▸ WHAT IS BEING ASKED
The answer should contain each record below, repeated exactly.

[Recorded data]
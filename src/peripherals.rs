//! AM335x memory map for the McSPI modules and the blocks that feed them

use crate::mmio::{self, Mmio};
use crate::pinmux::PinMux;
use crate::rcc::ClockControl;
use crate::spi::BringUp;
use crate::time::Monotonic;

/// Clock module, peripheral domain
pub const CM_PER_BASE: usize = 0x44E0_0000;
pub const CM_PER_SIZE: usize = 0x400;

/// Control module, pad configuration
pub const CONTROL_MODULE_BASE: usize = 0x44E1_0000;
pub const CONTROL_MODULE_SIZE: usize = 0x2000;

macro_rules! instances {
    ($($name:ident <= $base:literal, clkctrl: $clkctrl:literal, mode: $mode:literal, pads: [$($pad:literal),* $(,)?];)*) => {
        #[derive(Debug, PartialEq, Eq, Clone, Copy)]
        #[cfg_attr(feature = "defmt", derive(defmt::Format))]
        pub enum Instance {
            $($name,)*
        }

        impl Instance {
            /// Physical base of the register window
            pub const fn base(self) -> usize {
                match self {
                    $(Instance::$name => $base,)*
                }
            }

            /// `SPIx_CLKCTRL` offset within CM_PER
            pub const fn clkctrl(self) -> usize {
                match self {
                    $(Instance::$name => $clkctrl,)*
                }
            }

            /// Pad mux mode routing the module to its pins
            pub const fn mux_mode(self) -> u8 {
                match self {
                    $(Instance::$name => $mode,)*
                }
            }

            /// Pad configuration offsets within the control module
            pub const fn pads(self) -> &'static [usize] {
                match self {
                    $(Instance::$name => &[$($pad),*],)*
                }
            }
        }
    };
}

instances! {
    // sclk, d0, d1, cs0, cs1
    McSpi0 <= 0x4803_0000, clkctrl: 0x4C, mode: 0, pads: [0x950, 0x954, 0x958, 0x95C, 0x960];
    // mcasp0_aclkx, fsx, axr0, ahclkr
    McSpi1 <= 0x481A_0000, clkctrl: 0x50, mode: 3, pads: [0x990, 0x994, 0x998, 0x99C];
}

impl Instance {
    /// Every McSPI window spans 4 KiB
    pub const SIZE: usize = 0x1000;
}

/// [`BringUp`] for one McSPI instance on the AM335x: CM_PER clock gating and
/// control module pad muxing.
pub struct SocBringUp<K, P, C> {
    instance: Instance,
    clocks: ClockControl<K, C>,
    pins: PinMux<P>,
}

impl<K: Mmio, P: Mmio, C: Monotonic> SocBringUp<K, P, C> {
    pub fn new(instance: Instance, clocks: ClockControl<K, C>, pins: PinMux<P>) -> Self {
        Self {
            instance,
            clocks,
            pins,
        }
    }

    pub fn instance(&self) -> Instance {
        self.instance
    }

    pub fn release(self) -> (ClockControl<K, C>, PinMux<P>) {
        (self.clocks, self.pins)
    }
}

impl<K: Mmio, P: Mmio, C: Monotonic> BringUp for SocBringUp<K, P, C> {
    fn enable_clock(&mut self) -> Result<(), mmio::Error> {
        self.clocks.enable(self.instance)
    }

    fn disable_clock(&mut self) -> Result<(), mmio::Error> {
        self.clocks.disable(self.instance)
    }

    fn configure_pins(&mut self) -> Result<(), mmio::Error> {
        self.pins.route(self.instance)
    }
}
use super::*;

use crate::api::raster::{pack_abgr, RasterSampler};
use crate::domain::config::FieldConfig;

impl Grid {
    /// Sample `sampler` every `pixel_size` pixels across `[0, width) x [0, height)`,
    /// rows outer, and create one particle per non-transparent sample.
    ///
    /// `config` must already be validated (non-zero `pixel_size`).
    pub fn build<S: RasterSampler + ?Sized>(
        sampler: &S,
        width: u32,
        height: u32,
        config: &FieldConfig,
    ) -> Self {
        let pixel_size = config.pixel_size.max(1);
        let columns = width.div_ceil(pixel_size);
        let rows = height.div_ceil(pixel_size);
        let cells = (columns as usize) * (rows as usize);

        let size = config.resolved_particle_size();
        let mut particles = Vec::with_capacity(cells);
        // Only allocated once a transparent sample shows up.
        let mut lookup: Option<Vec<ParticleIndex>> = None;

        for row in 0..rows {
            let y = row * pixel_size;
            for col in 0..columns {
                let x = col * pixel_size;
                let rgba = sampler.sample(x, y);
                let cell = (row as usize) * (columns as usize) + (col as usize);
                if rgba[3] == 0 {
                    lookup.get_or_insert_with(|| {
                        // Every earlier cell was opaque, so its particle index is its cell index.
                        let mut table = vec![NO_PARTICLE; cells];
                        for (c, slot) in table.iter_mut().enumerate().take(cell) {
                            *slot = c as ParticleIndex;
                        }
                        table
                    });
                    continue;
                }
                if let Some(table) = lookup.as_mut() {
                    table[cell] = particles.len() as ParticleIndex;
                }
                particles.push(Particle::new(
                    x as f32,
                    y as f32,
                    size,
                    pack_abgr(rgba),
                    config.friction,
                    config.ease,
                ));
            }
        }

        let scale = pixel_size as f32;
        Self {
            particles,
            width,
            height,
            pixel_size,
            columns,
            rows,
            width_scaled: (width as f32 / scale).round() as u32,
            height_scaled: (height as f32 / scale).round() as u32,
            radius_scaled: (config.push_radius / scale).round() as u32,
            cell_lookup: lookup,
        }
    }
}
use super::perf_timer::lap_ms;
use super::{EngineState, FieldCore, PerfTimer};

pub(super) fn tick(field: &mut FieldCore) -> bool {
    // Idle means the pointer is gone and nothing is in flight: no work at all.
    if field.detached || field.state == EngineState::Idle {
        return false;
    }

    let perf_on = field.perf_enabled;
    if perf_on {
        field.perf_stats.reset();
    }
    let tick_start = PerfTimer::start_if(perf_on);

    // 1. Admit at-rest particles under the pointer.
    let t0 = PerfTimer::start_if(perf_on);
    let scan = field.activation_scan();
    let scan_ms = lap_ms(t0);

    // 2 + 3. Push, integrate, compact, swap.
    let t0 = PerfTimer::start_if(perf_on);
    let integrated = field.integrate_active();
    let integrate_ms = lap_ms(t0);

    field.dropped_last_tick = integrated.dropped;
    field.dropped_total += integrated.dropped as u64;
    if integrated.dropped > 0 {
        if !field.recovery_pending {
            console_warn!(
                "active set full ({}): dropped {} displaced particles, recovery pending",
                field.config.max_active,
                integrated.dropped
            );
        }
        field.recovery_pending = true;
    }

    // Parked particles rejoin once the survivors leave room.
    let t0 = PerfTimer::start_if(perf_on);
    let recovered = if integrated.dropped == 0 { field.recover_overflow() } else { 0 };
    let recovery_ms = lap_ms(t0);

    if !field.pointer.over && field.active.is_empty() {
        field.state = EngineState::Idle;
    }
    field.frame += 1;

    if perf_on {
        let stats = &mut field.perf_stats;
        stats.scan_ms = scan_ms;
        stats.integrate_ms = integrate_ms;
        stats.recovery_ms = recovery_ms;
        stats.scanned_cells = scan.cells;
        stats.admitted = scan.admitted;
        stats.integrated = integrated.integrated;
        stats.survivors = integrated.survivors;
        stats.dropped = integrated.dropped;
        stats.recovered = recovered;
        stats.active_count = field.active.len() as u32;
        stats.particle_count = field.grid.len() as u32;
        stats.tick_ms = lap_ms(tick_start);
    }

    // 4. Tell the host whether another tick is needed.
    !field.active.is_empty()
}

▸ EXERCISE ANSWER
filename src/peripherals.rs
//! AM335x memory map for the McSPI modules and the blocks that feed them

use crate::mmio::{self, Mmio};
use crate::pinmux::PinMux;
use crate::rcc::ClockControl;
use crate::spi::BringUp;
use crate::time::Monotonic;

/// Clock module, peripheral domain
pub const CM_PER_BASE: usize = 0x44E0_0000;
pub const CM_PER_SIZE: usize = 0x400;

/// Control module, pad configuration
pub const CONTROL_MODULE_BASE: usize = 0x44E1_0000;
pub const CONTROL_MODULE_SIZE: usize = 0x2000;

macro_rules! instances {
    ($($name:ident <= $base:literal, clkctrl: $clkctrl:literal, mode: $mode:literal, pads: [$($pad:literal),* $(,)?];)*) => {
        #[derive(Debug, PartialEq, Eq, Clone, Copy)]
        #[cfg_attr(feature = "defmt", derive(defmt::Format))]
        pub enum Instance {
            $($name,)*
        }

        impl Instance {
            /// Physical base of the register window
            pub const fn base(self) -> usize {
                match self {
                    $(Instance::$name => $base,)*
                }
            }

            /// `SPIx_CLKCTRL` offset within CM_PER
            pub const fn clkctrl(self) -> usize {
                match self {
                    $(Instance::$name => $clkctrl,)*
                }
            }

            /// Pad mux mode routing the module to its pins
            pub const fn mux_mode(self) -> u8 {
                match self {
                    $(Instance::$name => $mode,)*
                }
            }

            /// Pad configuration offsets within the control module
            pub const fn pads(self) -> &'static [usize] {
                match self {
                    $(Instance::$name => &[$($pad),*],)*
                }
            }
        }
    };
}

instances! {
    // sclk, d0, d1, cs0, cs1
    McSpi0 <= 0x4803_0000, clkctrl: 0x4C, mode: 0, pads: [0x950, 0x954, 0x958, 0x95C, 0x960];
    // mcasp0_aclkx, fsx, axr0, ahclkr
    McSpi1 <= 0x481A_0000, clkctrl: 0x50, mode: 3, pads: [0x990, 0x994, 0x998, 0x99C];
}

impl Instance {
    /// Every McSPI window spans 4 KiB
    pub const SIZE: usize = 0x1000;
}

/// [`BringUp`] for one McSPI instance on the AM335x: CM_PER clock gating and
/// control module pad muxing.
pub struct SocBringUp<K, P, C> {
    instance: Instance,
    clocks: ClockControl<K, C>,
    pins: PinMux<P>,
}

impl<K: Mmio, P: Mmio, C: Monotonic> SocBringUp<K, P, C> {
    pub fn new(instance: Instance, clocks: ClockControl<K, C>, pins: PinMux<P>) -> Self {
        Self {
            instance,
            clocks,
            pins,
        }
    }

    pub fn instance(&self) -> Instance {
        self.instance
    }

    pub fn release(self) -> (ClockControl<K, C>, PinMux<P>) {
        (self.clocks, self.pins)
    }
}

impl<K: Mmio, P: Mmio, C: Monotonic> BringUp for SocBringUp<K, P, C> {
    fn enable_clock(&mut self) -> Result<(), mmio::Error> {
        self.clocks.enable(self.instance)
    }

    fn disable_clock(&mut self) -> Result<(), mmio::Error> {
        self.clocks.disable(self.instance)
    }

    fn configure_pins(&mut self) -> Result<(), mmio::Error> {
        self.pins.route(self.instance)
    }
}
use super::*;

use crate::api::raster::{pack_abgr, RasterSampler};
use crate::domain::config::FieldConfig;

impl Grid {
    /// Sample `sampler` every `pixel_size` pixels across `[0, width) x [0, height)`,
    /// rows outer, and create one particle per non-transparent sample.
    ///
    /// `config` must already be validated (non-zero `pixel_size`).
    pub fn build<S: RasterSampler + ?Sized>(
        sampler: &S,
        width: u32,
        height: u32,
        config: &FieldConfig,
    ) -> Self {
        let pixel_size = config.pixel_size.max(1);
        let columns = width.div_ceil(pixel_size);
        let rows = height.div_ceil(pixel_size);
        let cells = (columns as usize) * (rows as usize);

        let size = config.resolved_particle_size();
        let mut particles = Vec::with_capacity(cells);
        // Only allocated once a transparent sample shows up.
        let mut lookup: Option<Vec<ParticleIndex>> = None;

        for row in 0..rows {
            let y = row * pixel_size;
            for col in 0..columns {
                let x = col * pixel_size;
                let rgba = sampler.sample(x, y);
                let cell = (row as usize) * (columns as usize) + (col as usize);
                if rgba[3] == 0 {
                    lookup.get_or_insert_with(|| {
                        // Every earlier cell was opaque, so its particle index is its cell index.
                        let mut table = vec![NO_PARTICLE; cells];
                        for (c, slot) in table.iter_mut().enumerate().take(cell) {
                            *slot = c as ParticleIndex;
                        }
                        table
                    });
                    continue;
                }
                if let Some(table) = lookup.as_mut() {
                    table[cell] = particles.len() as ParticleIndex;
                }
                particles.push(Particle::new(
                    x as f32,
                    y as f32,
                    size,
                    pack_abgr(rgba),
                    config.friction,
                    config.ease,
                ));
            }
        }

        let scale = pixel_size as f32;
        Self {
            particles,
            width,
            height,
            pixel_size,
            columns,
            rows,
            width_scaled: (width as f32 / scale).round() as u32,
            height_scaled: (height as f32 / scale).round() as u32,
            radius_scaled: (config.push_radius / scale).round() as u32,
            cell_lookup: lookup,
        }
    }
}
use super::perf_timer::lap_ms;
use super::{EngineState, FieldCore, PerfTimer};

pub(super) fn tick(field: &mut FieldCore) -> bool {
    // Idle means the pointer is gone and nothing is in flight: no work at all.
    if field.detached || field.state == EngineState::Idle {
        return false;
    }

    let perf_on = field.perf_enabled;
    if perf_on {
        field.perf_stats.reset();
    }
    let tick_start = PerfTimer::start_if(perf_on);

    // 1. Admit at-rest particles under the pointer.
    let t0 = PerfTimer::start_if(perf_on);
    let scan = field.activation_scan();
    let scan_ms = lap_ms(t0);

    // 2 + 3. Push, integrate, compact, swap.
    let t0 = PerfTimer::start_if(perf_on);
    let integrated = field.integrate_active();
    let integrate_ms = lap_ms(t0);

    field.dropped_last_tick = integrated.dropped;
    field.dropped_total += integrated.dropped as u64;
    if integrated.dropped > 0 {
        if !field.recovery_pending {
            console_warn!(
                "active set full ({}): dropped {} displaced particles, recovery pending",
                field.config.max_active,
                integrated.dropped
            );
        }
        field.recovery_pending = true;
    }

    // Parked particles rejoin once the survivors leave room.
    let t0 = PerfTimer::start_if(perf_on);
    let recovered = if integrated.dropped == 0 { field.recover_overflow() } else { 0 };
    let recovery_ms = lap_ms(t0);

    if !field.pointer.over && field.active.is_empty() {
        field.state = EngineState::Idle;
    }
    field.frame += 1;

    if perf_on {
        let stats = &mut field.perf_stats;
        stats.scan_ms = scan_ms;
        stats.integrate_ms = integrate_ms;
        stats.recovery_ms = recovery_ms;
        stats.scanned_cells = scan.cells;
        stats.admitted = scan.admitted;
        stats.integrated = integrated.integrated;
        stats.survivors = integrated.survivors;
        stats.dropped = integrated.dropped;
        stats.recovered = recovered;
        stats.active_count = field.active.len() as u32;
        stats.particle_count = field.grid.len() as u32;
        stats.tick_ms = lap_ms(tick_start);
    }

    // 4. Tell the host whether another tick is needed.
    !field.active.is_empty()
}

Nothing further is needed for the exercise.